2/18, Hey Buddy, You're Missing Your R4

First hawk sighting on Sunday came in Central Park, although one might question whether it was a hawk. I entered the park at West 100th St. at 3:35 and five minutes later was walking along the north edge of the North Meadow. Something hawk shaped circled about very low and dived toward the ground 125-150 feet south of the police kiosk only to pop back up immediately. Unfortunately, I made the wrong choice in which direction to go as I tried to figure out where the bird had gone. A minute later, it repeated the activity to my right, on the other side of a low hill. By the time I got around to the other side of the hill...

What I found was a flock of 15 Canada geese foraging where the wind had cleared the snow off the grass. They didn't seem particularly perturbed like a predator had tried to pick one off. Hard to imagine a red-tail going after a full-grown goose, especially if it had buddies to prove protection.

Oh, well. Onward. Over to the compost hill. No sign of hawks on the Fifth Ave. rooftops. Down Lasker Hill and into the Ravine. Ah, some activity around the seed log as various small birds forage, and a couple people I wouldn't normally think to be birdwatchers (one stocky guy was in a Michelin man coat and wearing a do-rag) were pointing out the various birds to each other.

At 4:04, I looked up to see...

Juvenile Red-Tailed over Central Park North Woods

I know from past experience that it was going to take getting the onto a computer and some messing about with Photoshop to get any idea which hawk it might be. But at least I was certain it was a red-tailed hawk. But once at the computer, hmmmm, check out that tail.

Juvenile Red-Tailed over Central Park North Woods

Really close examination of the full-size image (click through to the Flickr website and then click the all-sizes button) reveals it's a juvenile and it's missing the R4 tail feather.

Seem like I've heard about a hawk like that recently. Indeed, Ben filed a report to the eBirds mailing list two weeks ago indicating that he had seen "Lola's playmate" flying about the Great Lawn area missing a tail feather. However, his post indicated it was the R5 rather than R4.

Checking back through the pix I took of a juvenile ted-tail in the North Woods yesterday and last Sunday, I can't really tell if it was missing a feather on the right side. And I have no recollection of a gap when I saw it flying about on Saturday (which doesn't mean much). But in any event, the obvious question, is there just the one juvenile in the park, or two?

Anyway. The juvie soared about overhead for a minute or so, twice almost hovering in what I assume was a stiff headwind. Then he dived down and to his right, heading somewhere on the northeast side of the Great Hill or over toward the Harlem Meer.

I hung about the Ravine a minute to take some pictures of the seed eaters. It was most of the usual suspects: sparrows, cardinals and a nuthatch.

Northern Cardinal in Central Park Ravine

There was also one red-bellied woodpecker who briefly joined the scene whom I hadn't seen in previous visits to this, ahem, neck of the woods. But he's too fast and I'm shivering, so no in-focus pix to share of him.

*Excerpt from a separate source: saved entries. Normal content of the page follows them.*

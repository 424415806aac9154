//! Noun stems that are not in the dictionary
//!
//! The finder guesses which orthographic change would explain the letters
//! right after the prefix and returns one root per hypothesis.

use super::{char_after, synthesized_root, RootFinder};
use crate::lexicon::{Lexeme, LexemeAttribute, LexemeAttributes, PrimaryPos, Root};
use crate::phonetics::alphabet;
use crate::phonetics::sequence::{char_len, char_slice, char_tail};
use std::sync::Arc;

/// A root still being shaped: surface sequence plus an owned lexeme
#[derive(Debug, Clone, PartialEq, Eq)]
struct Candidate {
    sequence: String,
    lexeme: Lexeme,
}

impl Candidate {
    fn noun(partial: &str) -> Self {
        Self {
            sequence: partial.to_string(),
            lexeme: Lexeme::new(partial, partial, PrimaryPos::Noun, None),
        }
    }

    fn with_attribute(mut self, attr: LexemeAttribute) -> Self {
        self.lexeme.attributes.insert(attr);
        self
    }

    fn with_lemma_root(mut self, lemma_root: String) -> Self {
        self.lexeme.lemma = lemma_root.clone();
        self.lexeme.lemma_root = lemma_root;
        self
    }

    /// "kitab" may come from "kitap"
    fn inverse_devoiced(&self, last: char) -> Vec<Candidate> {
        let stem = without_last_chars(&self.lexeme.lemma_root, 1);
        alphabet::inverse_voice(last)
            .iter()
            .map(|devoiced| self.clone().with_lemma_root(format!("{stem}{devoiced}")))
            .collect()
    }

    /// "hakk" comes from "hak"
    fn undoubled(&self, last: char) -> Candidate {
        let stem = without_last_chars(&self.lexeme.lemma_root, 2);
        self.clone()
            .with_lemma_root(format!("{stem}{last}"))
            .with_attribute(LexemeAttribute::Doubling)
    }

    fn into_root(self) -> Arc<Root> {
        synthesized_root(self.sequence, self.lexeme)
    }
}

fn without_last_chars(s: &str, n: usize) -> &str {
    char_slice(s, 0, char_len(s).saturating_sub(n))
}

fn brute_force_nouns(partial: &str, whole: &str) -> Vec<Candidate> {
    let base = Candidate::noun(partial);
    let partial_len = char_len(partial);
    if partial == whole || partial_len < 2 {
        return vec![base];
    }
    let Some(last_vowel) = partial.chars().rev().find(|c| alphabet::is_vowel(*c)) else {
        return vec![base];
    };
    let (Some(last), Some(next)) = (partial.chars().next_back(), char_after(partial, whole)) else {
        return vec![base];
    };
    if last.is_uppercase() || next.is_uppercase() {
        return vec![base];
    }

    let mut candidates = voicing_and_doubling(partial, last, next, base);

    let first_vowel_after = char_tail(whole, partial_len - 1)
        .chars()
        .find(|c| alphabet::is_vowel(*c));
    if first_vowel_after
        .is_some_and(|vowel| alphabet::letter(vowel).frontal != alphabet::letter(last_vowel).frontal)
    {
        candidates = candidates
            .into_iter()
            .map(|candidate| candidate.with_attribute(LexemeAttribute::InverseHarmony))
            .collect();
    }
    candidates
}

fn voicing_and_doubling(partial: &str, last: char, next: char, base: Candidate) -> Vec<Candidate> {
    let next_is_vowel = alphabet::is_vowel(next);
    let no_voicing_applies = alphabet::is_voicable(last) && next_is_vowel;
    let voicing_might_have_happened = !alphabet::inverse_voice(last).is_empty() && next_is_vowel;
    let previous = partial.chars().rev().nth(1);
    let doubling_might_have_happened = char_len(partial) > 2
        && !alphabet::is_vowel(last)
        && previous == Some(last)
        && next_is_vowel;

    let no_voicing = |candidate: Candidate| {
        let mut candidate = candidate;
        candidate.lexeme.attributes = LexemeAttributes::from([LexemeAttribute::NoVoicing]);
        candidate
    };

    if doubling_might_have_happened {
        let doubling = base.undoubled(last);
        if no_voicing_applies {
            vec![
                no_voicing(base),
                doubling.with_attribute(LexemeAttribute::NoVoicing),
            ]
        } else if voicing_might_have_happened {
            let devoiced_doublings: Vec<Candidate> = base
                .inverse_devoiced(last)
                .into_iter()
                .filter_map(|devoiced| {
                    let devoiced_last = devoiced.lexeme.lemma_root.chars().next_back()?;
                    Some(devoiced.undoubled(devoiced_last))
                })
                .collect();
            let mut candidates = vec![base, doubling];
            candidates.extend(devoiced_doublings);
            candidates
        } else {
            vec![base, doubling]
        }
    } else if no_voicing_applies {
        vec![no_voicing(base)]
    } else if voicing_might_have_happened {
        let devoiced = base.inverse_devoiced(last);
        let mut candidates = vec![base];
        candidates.extend(devoiced);
        candidates
    } else {
        vec![base]
    }
}

/// Any prefix of two or more letters as a noun, with orthographic guesses
#[derive(Debug, Clone, Copy, Default)]
pub struct BruteForceNounRootFinder;

impl RootFinder for BruteForceNounRootFinder {
    fn name(&self) -> &str {
        "brute_force_noun"
    }

    fn handles(&self, partial: &str, whole: &str) -> bool {
        if partial.trim().is_empty() || whole.trim().is_empty() {
            return false;
        }
        let (partial_len, whole_len) = (char_len(partial), char_len(whole));
        if whole_len < partial_len || (partial_len < 2 && whole_len >= 2) {
            return false;
        }
        whole.starts_with(partial)
    }

    fn find_roots(&self, partial: &str, whole: &str) -> Vec<Arc<Root>> {
        brute_force_nouns(partial, whole)
            .into_iter()
            .map(Candidate::into_root)
            .collect()
    }
}

/// Compounds with an implicit possessive: "atkuyruğu", "suborusu"
#[derive(Debug, Clone, Copy, Default)]
pub struct BruteForceCompoundNounRootFinder;

impl RootFinder for BruteForceCompoundNounRootFinder {
    fn name(&self) -> &str {
        "brute_force_compound_noun"
    }

    fn handles(&self, partial: &str, whole: &str) -> bool {
        if partial.trim().is_empty() || whole.trim().is_empty() || partial == whole {
            return false;
        }
        let partial_len = char_len(partial);
        if partial_len < 5 || char_len(whole) < partial_len + 2 {
            return false;
        }
        let mut tail = partial.chars().rev();
        let (Some(last), Some(previous)) = (tail.next(), tail.next()) else {
            return false;
        };
        if last.is_uppercase() || previous.is_uppercase() {
            return false;
        }
        if !matches!(last, 'i' | 'u' | 'ı' | 'ü') {
            return false;
        }
        // the possessive is followed by a buffer n: "atkuyruğuna"
        char_after(partial, whole) == Some('n')
    }

    fn find_roots(&self, partial: &str, whole: &str) -> Vec<Arc<Root>> {
        let partial_len = char_len(partial);
        let mut compounds: Vec<Candidate> = Vec::new();

        // the bare noun is stored as the sequence so that its harmony is kept
        for noun in brute_force_nouns(char_slice(partial, 0, partial_len - 1), whole) {
            let sequence = noun.lexeme.lemma_root.clone();
            let mut compound = noun.with_lemma_root(partial.to_string());
            compound.sequence = sequence;
            compounds.push(compound);
        }

        // "suborusu": the possessive has a buffer s
        if partial.chars().rev().nth(1) == Some('s') {
            for noun in brute_force_nouns(char_slice(partial, 0, partial_len - 2), whole) {
                compounds.push(noun.with_lemma_root(partial.to_string()));
            }
        }

        compounds
            .into_iter()
            .map(|compound| compound.with_attribute(LexemeAttribute::CompoundP3sg).into_root())
            .collect()
    }
}
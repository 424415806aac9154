//! Suffix rule engine
//!
//! Templates are compiled once into rule lists; appliers realize them
//! against phonetic attribute sets.

pub mod applier;
pub mod form;

pub use applier::{PlainApplier, PrecachingApplier, SuffixFormApplier};
pub use form::{Rule, RuleType, SuffixFormSequence};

Now up the hill and into the North Woods. I wander about for 15-20 minutes, but no hawk sign. It's cold, and tomorrow's a holiday. At 4:35, it's been just an hour, but time to exit.

2 comments:

  1. Thanks for posting these photos on your blog.

    Here's a link to your flickr page with a comment showing that I may've been too specific in stating that the missing feather was R5.

    All the best.

    ReplyDelete
  2. And see my response to your comment at Flickr. I think a fragment of the missing there is still there.